Mais, par l'avancement même de l'heure du repas, le
jeûne, qui consiste essentiellement à ne faire que cet unique repas, était devenu d'une pratique difficile, à raison du long
intervalle qui s'écoule d'un midi à l'autre. Il fallut donc venir au secours de
la faiblesse humaine, en autorisant ce
qu'on a appelé la Collation. La première origine de cet usage est fort
ancienne, et provient des coutumes monastiques. La Règle de
saint Benoît prescrivait, en dehors du Carême ecclésiastique, un grand
nombre de jeûnes; mais elle en tempérait la rigueur, en permettant le repas à
l'heure de None : ce qui rendait ces jeûnes moins pénibles que ceux du Carême,
auxquels tous les fidèles, séculiers ou
religieux, étaient tenus jusqu'au coucher du soleil. Néanmoins, comme les
moines se trouvaient avoir à accomplir les plus rudes travaux de la campagne
durant l'été et l'automne, époque où ces jeunes jusqu'à None étaient fréquents,
et devenaient même journaliers, à partir du 14 septembre; les Abbés, usant d'un
pouvoir fondé sur la Règle elle-même, accordèrent aux religieux la liberté de
boire sur le soir un coup de vin avant les Compiles, afin de restaurer leurs
forces épuisées par les fatigues de la journée. Ce soulagement se prenait en commun,
et au moment où l'on faisait la lecture du soir appelée Conférence, en
latin Collatio, parce qu'elle consistait principalement à lire les
célèbres Conférences (Collationes) de Cassien : de là vint le nom de Collation
donné à cet adoucissement du jeûne monastique.

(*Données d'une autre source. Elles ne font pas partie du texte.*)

//! Content fingerprints for files and directory trees.
//!
//! Digests are BLAKE3 hashes rendered as lowercase hex. A tree digest is the hash of
//! the per-file hex digests fed in sorted relative-path order, so the result does not
//! depend on directory listing order or on which worker finished first.
//!
//! Paths are ordered the way [`Path`] compares them, one component at a time, not as
//! plain strings: `a/b` sorts before `a.txt` because the component `a` is a prefix of
//! `a.txt`. Changing this order would change every tree digest already recorded.

use crate::backup::cancel::CancelToken;
use crate::backup::result_error::error::Error;
use crate::backup::result_error::result::Result;
use crate::backup::scan::scan_files;
use derive_more::{Display, From};
use globset::GlobSet;
use rayon::prelude::*;
use rayon::ThreadPool;
use serde::{Deserialize, Serialize};
use std::fs::File;
use std::io::{ErrorKind, Read};
use std::path::{Path, PathBuf};

/// Default read size used while streaming a file through the hasher.
pub static DEFAULT_CHUNK_SIZE: usize = 1024 * 1024;

#[derive(
    Clone, Debug, Display, From, PartialEq, Eq, Hash, PartialOrd, Ord, Serialize, Deserialize,
)]
#[serde(transparent)]
pub struct Digest(String);

impl Digest {
    pub fn as_str(&self) -> &str {
        &self.0
    }
}

impl From<blake3::Hash> for Digest {
    fn from(hash: blake3::Hash) -> Self {
        Self(hash.to_hex().to_string())
    }
}

impl From<&str> for Digest {
    fn from(hex: &str) -> Self {
        Self(hex.to_ascii_lowercase())
    }
}

pub fn fingerprint_file<P: AsRef<Path>>(path: P, chunk_size: usize) -> Result<Digest> {
    fingerprint_file_cancellable(path, chunk_size, &CancelToken::default())
}

/// Streams `path` through the hasher `chunk_size` bytes at a time.
///
/// I/O errors surface as [`Error::HashFailure`] naming the file.
pub fn fingerprint_file_cancellable<P: AsRef<Path>>(
    path: P,
    chunk_size: usize,
    cancel: &CancelToken,
) -> Result<Digest> {
    let path = path.as_ref();
    let hash_failure = |source| Error::HashFailure {
        path: path.to_path_buf(),
        source,
    };

    let mut file = File::open(path).map_err(hash_failure)?;
    let mut hasher = blake3::Hasher::new();
    let mut buf = vec![0u8; chunk_size.max(1)];
    loop {
        cancel.check()?;
        let n = match file.read(&mut buf) {
            Ok(0) => break,
            Ok(n) => n,
            Err(e) if e.kind() == ErrorKind::Interrupted => continue,
            Err(e) => return Err(hash_failure(e)),
        };
        hasher.update(&buf[..n]);
    }

    let digest = Digest::from(hasher.finalize());
    tracing::trace!("Fingerprint {:?} = {}", path, digest);
    Ok(digest)
}

/// Folds per-file digests, already in sorted path order, into one digest.
pub fn fold_digests<'a, I: IntoIterator<Item = &'a Digest>>(digests: I) -> Digest {
    let mut hasher = blake3::Hasher::new();
    for digest in digests {
        hasher.update(digest.as_str().as_bytes());
    }
    hasher.finalize().into()
}

/// Re-sorts `(relative path, digest)` pairs coming back from workers and folds them.
pub fn fold_sorted(mut digests: Vec<(PathBuf, Digest)>) -> Option<Digest> {
    if digests.is_empty() {
        return None;
    }
    digests.sort_unstable_by(|a, b| a.0.cmp(&b.0));
    Some(fold_digests(digests.iter().map(|(_, d)| d)))
}

/// Combined digest of every file under `root`.
///
/// Returns `Ok(None)` when the tree holds no files; callers treat that as nothing to
/// back up.
pub fn fingerprint_tree<P: AsRef<Path>>(
    root: P,
    chunk_size: usize,
    pool: &ThreadPool,
) -> Result<Option<Digest>> {
    let root = root.as_ref();
    let files = scan_files(root, "", &GlobSet::empty())?.collect::<Result<Vec<_>>>()?;

    let digests = pool.install(|| {
        files
            .par_iter()
            .map(|f| {
                fingerprint_file(f.path(), chunk_size).map(|d| (f.relative().to_path_buf(), d))
            })
            .collect::<Result<Vec<_>>>()
    })?;

    Ok(fold_sorted(digests))
}
//! Progress notifications emitted by the pipeline.
//!
//! The pipeline only talks to [`ProgressObserver`]; how progress is rendered is up to
//! the caller. Observers are called from worker threads as well as the orchestrator.

use crate::backup::result_error::error::Error;
use crate::backup::unit::UnitState;
use std::sync::mpsc::Sender;

pub trait ProgressObserver: Send + Sync {
    fn on_unit_started(&self, _unit: &str, _files: usize) {}

    fn on_file_processed(&self, _unit: &str, _entry: &str) {}

    /// Called once per unit that reached a non-failed terminal state.
    fn on_unit_completed(&self, _unit: &str, _state: UnitState) {}

    fn on_unit_failed(&self, _unit: &str, _error: &Error) {}

    /// Called for units with nothing to back up.
    fn on_unit_skipped(&self, _unit: &str) {}
}

#[derive(Clone, Copy, Debug, Default)]
pub struct NoopObserver;

impl ProgressObserver for NoopObserver {}

/// Logs every event through `tracing`.
#[derive(Clone, Copy, Debug, Default)]
pub struct TracingObserver;

impl ProgressObserver for TracingObserver {
    fn on_unit_started(&self, unit: &str, files: usize) {
        tracing::info!("Checking {unit} ({files} files)");
    }

    fn on_file_processed(&self, unit: &str, entry: &str) {
        tracing::debug!("[{unit}] archived {entry}");
    }

    fn on_unit_completed(&self, unit: &str, state: UnitState) {
        tracing::info!("{unit} -> {state}");
    }

    fn on_unit_failed(&self, unit: &str, error: &Error) {
        tracing::warn!("{unit} failed: {error}");
    }

    fn on_unit_skipped(&self, unit: &str) {
        tracing::info!("{unit} is empty, skipped");
    }
}

#[derive(Clone, Debug, PartialEq, Eq)]
pub enum ProgressEvent {
    UnitStarted { unit: String, files: usize },
    FileProcessed { unit: String, entry: String },
    UnitCompleted { unit: String, state: UnitState },
    UnitFailed { unit: String, message: String },
    UnitSkipped { unit: String },
}

/// Forwards events into an unbounded channel.
///
/// Sending never blocks, however slowly the receiver drains. Events are dropped
/// silently once the receiver is gone.
#[derive(Clone, Debug)]
pub struct ChannelObserver {
    tx: Sender<ProgressEvent>,
}

impl ChannelObserver {
    pub fn new(tx: Sender<ProgressEvent>) -> Self {
        Self { tx }
    }

    fn send(&self, event: ProgressEvent) {
        if self.tx.send(event).is_err() {
            tracing::trace!("Progress receiver dropped");
        }
    }
}

impl ProgressObserver for ChannelObserver {
    fn on_unit_started(&self, unit: &str, files: usize) {
        self.send(ProgressEvent::UnitStarted {
            unit: unit.into(),
            files,
        });
    }

    fn on_file_processed(&self, unit: &str, entry: &str) {
        self.send(ProgressEvent::FileProcessed {
            unit: unit.into(),
            entry: entry.into(),
        });
    }

    fn on_unit_completed(&self, unit: &str, state: UnitState) {
        self.send(ProgressEvent::UnitCompleted {
            unit: unit.into(),
            state,
        });
    }

    fn on_unit_failed(&self, unit: &str, error: &Error) {
        self.send(ProgressEvent::UnitFailed {
            unit: unit.into(),
            message: error.to_string(),
        });
    }

    fn on_unit_skipped(&self, unit: &str) {
        self.send(ProgressEvent::UnitSkipped { unit: unit.into() });
    }
}

#[cfg(test)]
mod tests {
    use super::*;
    use std::sync::mpsc::channel;

    #[test]
    fn test_channel_observer_forwards_events() {
        let (tx, rx) = channel();
        let observer = ChannelObserver::new(tx);
        observer.on_unit_started("game", 2);
        observer.on_file_processed("game", "game/a.txt");
        observer.on_unit_completed("game", UnitState::MetadataUpdated);
        observer.on_unit_failed("other", &Error::Cancelled);
        observer.on_unit_skipped("empty");
        drop(observer);

        let events: Vec<_> = rx.iter().collect();
        assert_eq!(events.len(), 5);
        assert_eq!(
            events[0],
            ProgressEvent::UnitStarted {
                unit: "game".into(),
                files: 2
            }
        );
        assert!(matches!(&events[3], ProgressEvent::UnitFailed { unit, .. } if unit == "other"));
        assert_eq!(
            events[4],
            ProgressEvent::UnitSkipped {
                unit: "empty".into()
            }
        );
    }

    #[test]
    fn test_channel_observer_survives_dropped_receiver() {
        let (tx, rx) = channel();
        drop(rx);
        let observer = ChannelObserver::new(tx);
        observer.on_unit_completed("game", UnitState::UpToDate);
    }
}
//! Splits files into a compress bucket and a verbatim bucket by extension.

use crate::backup::unit::FileUnit;
use getset::Getters;
use serde::{Deserialize, Serialize};
use std::collections::BTreeSet;
use std::path::{Path, PathBuf};

/// Already-compressed formats: recompressing them costs CPU and saves nothing.
static DEFAULT_SKIP_EXTENSIONS: &[&str] = &[
    // video
    "mp4", "mkv", "avi", "mov", "webm", "wmv", "flv", "m4v", "bik", "bk2", "usm",
    // audio
    "mp3", "aac", "ogg", "opus", "flac", "m4a", "wma",
    // images
    "jpg", "jpeg", "png", "gif", "webp", "heic", "avif",
    // archives
    "zip", "7z", "rar", "gz", "tgz", "bz2", "xz", "zst", "lz4", "cab", "jar", "apk",
    // documents
    "pdf", "docx", "xlsx", "pptx", "epub",
];

/// Set of lower-case extensions routed to the verbatim bucket.
///
/// Entries may be written with or without the leading dot and in any case.
#[derive(Clone, Debug, PartialEq, Eq, Serialize, Deserialize)]
#[serde(from = "Vec<String>", into = "Vec<String>")]
pub struct SkipExtensions {
    extensions: BTreeSet<String>,
}

impl Default for SkipExtensions {
    fn default() -> Self {
        DEFAULT_SKIP_EXTENSIONS.iter().copied().collect()
    }
}

impl<S: AsRef<str>> FromIterator<S> for SkipExtensions {
    fn from_iter<I: IntoIterator<Item = S>>(iter: I) -> Self {
        Self {
            extensions: iter
                .into_iter()
                .map(|e| normalize(e.as_ref()))
                .filter(|e| !e.is_empty())
                .collect(),
        }
    }
}

impl From<Vec<String>> for SkipExtensions {
    fn from(value: Vec<String>) -> Self {
        value.into_iter().collect()
    }
}

impl From<SkipExtensions> for Vec<String> {
    fn from(value: SkipExtensions) -> Self {
        value.extensions.into_iter().collect()
    }
}

fn normalize(ext: &str) -> String {
    ext.trim().trim_start_matches('.').to_lowercase()
}

impl SkipExtensions {
    pub fn contains(&self, ext: &str) -> bool {
        self.extensions.contains(&normalize(ext))
    }

    /// True when `path` has an extension in the set. Files without one are compressible.
    pub fn is_verbatim<P: AsRef<Path>>(&self, path: P) -> bool {
        path.as_ref()
            .extension()
            .map(|e| self.contains(&e.to_string_lossy()))
            .unwrap_or(false)
    }

    pub fn len(&self) -> usize {
        self.extensions.len()
    }

    pub fn is_empty(&self) -> bool {
        self.extensions.is_empty()
    }
}

/// Pairing of archive entry name and the file it comes from.
#[derive(Clone, Debug, PartialEq, Eq, Getters)]
#[getset(get = "pub")]
pub struct ClassifiedEntry {
    name: String,
    source: PathBuf,
}

impl ClassifiedEntry {
    pub fn new<S: Into<String>, P: Into<PathBuf>>(name: S, source: P) -> Self {
        Self {
            name: name.into(),
            source: source.into(),
        }
    }
}

impl From<&FileUnit> for ClassifiedEntry {
    fn from(file: &FileUnit) -> Self {
        Self::new(file.entry_name(), file.path())
    }
}

#[derive(Clone, Debug, Default, PartialEq, Eq, Getters)]
#[getset(get = "pub")]
pub struct Classification {
    compress: Vec<ClassifiedEntry>,
    verbatim: Vec<ClassifiedEntry>,
}

impl Classification {
    pub fn len(&self) -> usize {
        self.compress.len() + self.verbatim.len()
    }

    pub fn is_empty(&self) -> bool {
        self.len() == 0
    }

    /// `(compress, verbatim)`
    pub fn into_buckets(self) -> (Vec<ClassifiedEntry>, Vec<ClassifiedEntry>) {
        (self.compress, self.verbatim)
    }
}

/// Routes each file to the verbatim bucket when its extension is in `policy`,
/// to the compress bucket otherwise. Input order is kept within each bucket.
pub fn classify<'a, I: IntoIterator<Item = &'a FileUnit>>(
    files: I,
    policy: &SkipExtensions,
) -> Classification {
    let (verbatim, compress): (Vec<_>, Vec<_>) = files
        .into_iter()
        .map(|f| (policy.is_verbatim(f.relative()), ClassifiedEntry::from(f)))
        .partition(|(verbatim, _)| *verbatim);

    Classification {
        compress: compress.into_iter().map(|(_, e)| e).collect(),
        verbatim: verbatim.into_iter().map(|(_, e)| e).collect(),
    }
}

/// Routes every file to the verbatim bucket, whatever its extension.
pub fn store_all<'a, I: IntoIterator<Item = &'a FileUnit>>(files: I) -> Classification {
    Classification {
        compress: Vec::new(),
        verbatim: files.into_iter().map(ClassifiedEntry::from).collect(),
    }
}
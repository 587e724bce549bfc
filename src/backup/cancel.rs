use crate::backup::result_error::error::Error;
use crate::backup::result_error::result::Result;
use std::sync::atomic::{AtomicBool, Ordering};
use std::sync::Arc;

/// Shared flag checked by workers between files and between read chunks.
///
/// Cloning yields a handle to the same flag, so the binary can hand one clone
/// to its interrupt handler and another to the pipeline.
#[derive(Clone, Debug, Default)]
pub struct CancelToken {
    cancelled: Arc<AtomicBool>,
}

impl CancelToken {
    pub fn new() -> Self {
        Self::default()
    }

    pub fn cancel(&self) {
        self.cancelled.store(true, Ordering::SeqCst);
    }

    pub fn is_cancelled(&self) -> bool {
        self.cancelled.load(Ordering::SeqCst)
    }

    /// Returns `Err(Error::Cancelled)` once [`cancel`](Self::cancel) was called.
    pub fn check(&self) -> Result<()> {
        if self.is_cancelled() {
            Err(Error::Cancelled)
        } else {
            Ok(())
        }
    }
}
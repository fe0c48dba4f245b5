use std::collections::HashMap;

use thiserror::Error;
use tracing::trace;

use crate::typed_ast::{Function, Variable};
use crate::types::Type;

/// A name-bound thing.
#[derive(Debug, Clone)]
pub enum Entity {
    Variable(Variable),
    Function(Function),
    /// A shape instance bound by `obj`.
    Object(Variable),
}

impl Entity {
    pub fn ty(&self) -> Type {
        match self {
            Entity::Variable(variable) => variable.ty.clone(),
            Entity::Function(function) => function.ty(),
            Entity::Object(object) => object.ty.clone(),
        }
    }
}

#[derive(Debug, Clone, Copy, PartialEq, Eq)]
pub enum ScopeKind {
    Root,
    Block,
    Loop,
    Function,
}

/// The function whose body encloses a scope.
#[derive(Debug, Clone, PartialEq)]
pub struct FunctionContext {
    pub name: String,
    pub return_type: Type,
}

#[derive(Debug, Error, Clone, PartialEq, Eq)]
#[error("Identifier {0} already declared in this scope")]
pub struct DuplicateName(pub String);

#[derive(Debug)]
pub struct Scope {
    kind: ScopeKind,
    in_loop: bool,
    function: Option<FunctionContext>,
    entities: HashMap<String, Entity>,
}

impl Scope {
    fn root() -> Self {
        Self {
            kind: ScopeKind::Root,
            in_loop: false,
            function: None,
            entities: HashMap::new(),
        }
    }

    /// A nested scope. Loop scopes set the loop marker, function scopes clear it,
    /// blocks inherit it.
    fn child(&self, kind: ScopeKind, function: Option<FunctionContext>) -> Self {
        let in_loop = match kind {
            ScopeKind::Loop => true,
            ScopeKind::Function | ScopeKind::Root => false,
            ScopeKind::Block => self.in_loop,
        };
        let function = match kind {
            ScopeKind::Function => function,
            _ => self.function.clone(),
        };
        Self {
            kind,
            in_loop,
            function,
            entities: HashMap::new(),
        }
    }
}

/// Stack of lexical scopes, innermost last.
#[derive(Debug)]
pub struct ScopeChain {
    scopes: Vec<Scope>,
    next_entity_id: usize,
}

impl Default for ScopeChain {
    fn default() -> Self {
        Self::new()
    }
}

impl ScopeChain {
    pub fn new() -> Self {
        Self {
            scopes: vec![Scope::root()],
            next_entity_id: 1,
        }
    }

    pub fn push(&mut self, kind: ScopeKind) {
        let child = self.current().child(kind, None);
        trace!(?kind, depth = self.scopes.len(), "push scope");
        self.scopes.push(child);
    }

    pub fn push_function(&mut self, context: FunctionContext) {
        let child = self.current().child(ScopeKind::Function, Some(context));
        trace!(depth = self.scopes.len(), "push function scope");
        self.scopes.push(child);
    }

    pub fn pop(&mut self) {
        if self.scopes.len() > 1 {
            let scope = self.scopes.pop();
            trace!(kind = ?scope.map(|s| s.kind), depth = self.scopes.len(), "pop scope");
        }
    }

    pub fn depth(&self) -> usize {
        self.scopes.len()
    }

    pub fn declare(&mut self, name: &str, entity: Entity) -> Result<(), DuplicateName> {
        let scope = self.current_mut();
        if scope.entities.contains_key(name) {
            return Err(DuplicateName(name.to_string()));
        }
        scope.entities.insert(name.to_string(), entity);
        Ok(())
    }

    pub fn is_declared_locally(&self, name: &str) -> bool {
        self.current().entities.contains_key(name)
    }

    pub fn lookup(&self, name: &str) -> Option<&Entity> {
        self.scopes
            .iter()
            .rev()
            .find_map(|scope| scope.entities.get(name))
    }

    pub fn in_loop(&self) -> bool {
        self.current().in_loop
    }

    pub fn enclosing_function(&self) -> Option<&FunctionContext> {
        self.current().function.as_ref()
    }

    /// Fresh identity for a new entity; the generator derives target names from it.
    pub fn allocate_id(&mut self) -> usize {
        let id = self.next_entity_id;
        self.next_entity_id += 1;
        id
    }

    fn current(&self) -> &Scope {
        self.scopes
            .last()
            .unwrap_or_else(|| unreachable!("scope chain always holds the root scope"))
    }

    fn current_mut(&mut self) -> &mut Scope {
        self.scopes
            .last_mut()
            .unwrap_or_else(|| unreachable!("scope chain always holds the root scope"))
    }
}
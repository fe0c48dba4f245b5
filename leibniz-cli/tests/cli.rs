use std::fs;
use std::path::Path;
use std::process::{Command, Output};

use tempfile::tempdir;

fn leibniz_binary() -> &'static str {
    env!("CARGO_BIN_EXE_leibniz")
}

fn run(script: &Path, args: &[&str]) -> Output {
    Command::new(leibniz_binary())
        .arg(script)
        .args(args)
        .output()
        .expect("run leibniz")
}

#[test]
fn prints_javascript_to_stdout() -> anyhow::Result<()> {
    let tmp = tempdir()?;
    let script_path = tmp.path().join("hello.lbz");
    fs::write(&script_path, "let x = 2 * 3;\nprint(x);\n")?;

    let output = run(&script_path, &[]);

    assert!(output.status.success(), "compilation should succeed");
    assert_eq!(
        String::from_utf8_lossy(&output.stdout),
        "const math = require('mathjs');\nlet x_1 = 6;\nconsole.log(x_1);\n"
    );
    Ok(())
}

#[test]
fn no_optimize_keeps_expressions_intact() -> anyhow::Result<()> {
    let tmp = tempdir()?;
    let script_path = tmp.path().join("plain.lbz");
    fs::write(&script_path, "print(2 * 3);\n")?;

    let output = run(&script_path, &["--no-optimize"]);

    assert!(output.status.success());
    let stdout = String::from_utf8_lossy(&output.stdout);
    assert!(stdout.contains("console.log(2 * 3);"), "{stdout}");
    Ok(())
}

#[test]
fn writes_javascript_to_the_output_path() -> anyhow::Result<()> {
    let tmp = tempdir()?;
    let script_path = tmp.path().join("area.lbz");
    fs::write(&script_path, "obj c = Circle(1);\nprint(c.area());\n")?;
    let output_path = tmp.path().join("build").join("area.js");

    let output = run(
        &script_path,
        &["--output", output_path.to_str().expect("utf-8 temp path")],
    );

    assert!(output.status.success(), "compilation should succeed");
    assert!(output.stdout.is_empty(), "nothing is printed when writing a file");
    let written = fs::read_to_string(&output_path)?;
    assert!(written.starts_with("const math = require('mathjs');\n"));
    assert!(written.ends_with("console.log(c_1.area());\n"));
    Ok(())
}

#[test]
fn check_mode_reports_success_without_output() -> anyhow::Result<()> {
    let tmp = tempdir()?;
    let script_path = tmp.path().join("ok.lbz");
    fs::write(&script_path, "print(sqrt(2));\n")?;

    let output = run(&script_path, &["--check"]);

    assert!(output.status.success());
    assert!(output.stdout.is_empty());
    Ok(())
}

#[test]
fn emits_the_typed_ast_as_json() -> anyhow::Result<()> {
    let tmp = tempdir()?;
    let script_path = tmp.path().join("typed.lbz");
    fs::write(&script_path, "let n: number = 1;\n")?;

    let output = run(&script_path, &["--emit", "typed-ast"]);

    assert!(output.status.success());
    let stdout = String::from_utf8_lossy(&output.stdout);
    assert!(stdout.contains("\"kind\": \"VariableDeclaration\""), "{stdout}");
    assert!(stdout.contains("\"type\": \"Number\""), "{stdout}");
    assert!(!stdout.contains("console.log"), "{stdout}");
    Ok(())
}

#[test]
fn emits_tokens_and_javascript_together() -> anyhow::Result<()> {
    let tmp = tempdir()?;
    let script_path = tmp.path().join("tokens.lbz");
    fs::write(&script_path, "print(1);\n")?;

    let output = run(&script_path, &["--emit", "tokens", "--emit", "js"]);

    assert!(output.status.success());
    let stdout = String::from_utf8_lossy(&output.stdout);
    assert!(stdout.contains("Keyword(Print)"), "{stdout}");
    assert!(stdout.contains("console.log(1);"), "{stdout}");
    Ok(())
}

#[test]
fn highlights_semantic_errors_with_a_caret() -> anyhow::Result<()> {
    let tmp = tempdir()?;
    let script_path = tmp.path().join("bad.lbz");
    fs::write(&script_path, "let ok = 1;\nlet x: integer = 3.14;\n")?;

    let output = run(&script_path, &[]);

    assert!(!output.status.success(), "type errors fail the build");
    let stderr = String::from_utf8_lossy(&output.stderr);
    assert!(
        stderr.contains("error: TypeError: Cannot assign float to integer"),
        "expected the analysis message, got: {stderr}"
    );
    assert!(stderr.contains("bad.lbz:2:"), "expected a location: {stderr}");
    assert!(
        stderr.contains("let x: integer = 3.14;"),
        "expected the source line: {stderr}"
    );
    assert!(stderr.contains('^'), "expected a caret underline: {stderr}");
    assert!(stderr.contains("Compilation failed"), "{stderr}");
    assert!(output.stdout.is_empty());
    Ok(())
}

#[test]
fn reports_lexer_errors_at_their_position() -> anyhow::Result<()> {
    let tmp = tempdir()?;
    let script_path = tmp.path().join("lex.lbz");
    fs::write(&script_path, "let y = @;\n")?;

    let output = run(&script_path, &[]);

    assert!(!output.status.success());
    let stderr = String::from_utf8_lossy(&output.stderr);
    assert!(stderr.contains("Unexpected character '@'"), "{stderr}");
    assert!(stderr.contains("lex.lbz:1:9"), "{stderr}");
    Ok(())
}

#[test]
fn fails_cleanly_on_a_missing_file() -> anyhow::Result<()> {
    let tmp = tempdir()?;
    let output = run(&tmp.path().join("absent.lbz"), &[]);

    assert!(!output.status.success());
    let stderr = String::from_utf8_lossy(&output.stderr);
    assert!(stderr.contains("Failed to read"), "{stderr}");
    Ok(())
}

Dès le IX° siècle, nous voyons
l'Assemblée d'Aix-la-Chapelle de 817[18],
étendre aux jeûnes même du Carême celte liberté, à raison de la grande fatigue
qu'éprouvaient les moines dans les Offices divins de ce saint temps. Mais on
remarqua dans la suite que l'usage de cette boisson pouvait avoir des
inconvénients pour la santé, si l'on n'y joignait pas quelque chose de solide ;
et du XIV° au XV° siècle, l'usage s'introduisit de donner aux religieux un
léger morceau de pain qu'ils mangeaient en prenant le coup de vin qui leur
était accordé à la Collation.
Ces adoucissements du jeûne primitif
s'étant introduits dans les cloîtres, il était naturel qu'ils s'étendissent
bientôt aux séculiers eux-mêmes. La liberté de boire hors de l'unique repas
s'établit peu à peu ; et dès le XIII° siècle saint Thomas, examinant la
question de savoir si la boisson rompt le jeûne, la résout négativement[19];
toutefois, il n'admet pas encore que l'on puisse joindre à cette boisson une
nourriture solide. Mais lorsque, dès la fin du XIII° siècle et dans le cours du
XIV°, le repas eut été, sans retour, avancé à midi, une simple boisson dans la
soirée ne pouvait plus suffire pour soutenir les forces du corps; ce fut alors
que l'usage de prendre du pain, des herbes, des fruits, etc., outre la boisson,
s'introduisit à la fois dans les cloîtres et dans le siècle, à la condition
cependant d'user de ces aliments avec une telle modération que la collation ne
fût jamais transformée en un second repas.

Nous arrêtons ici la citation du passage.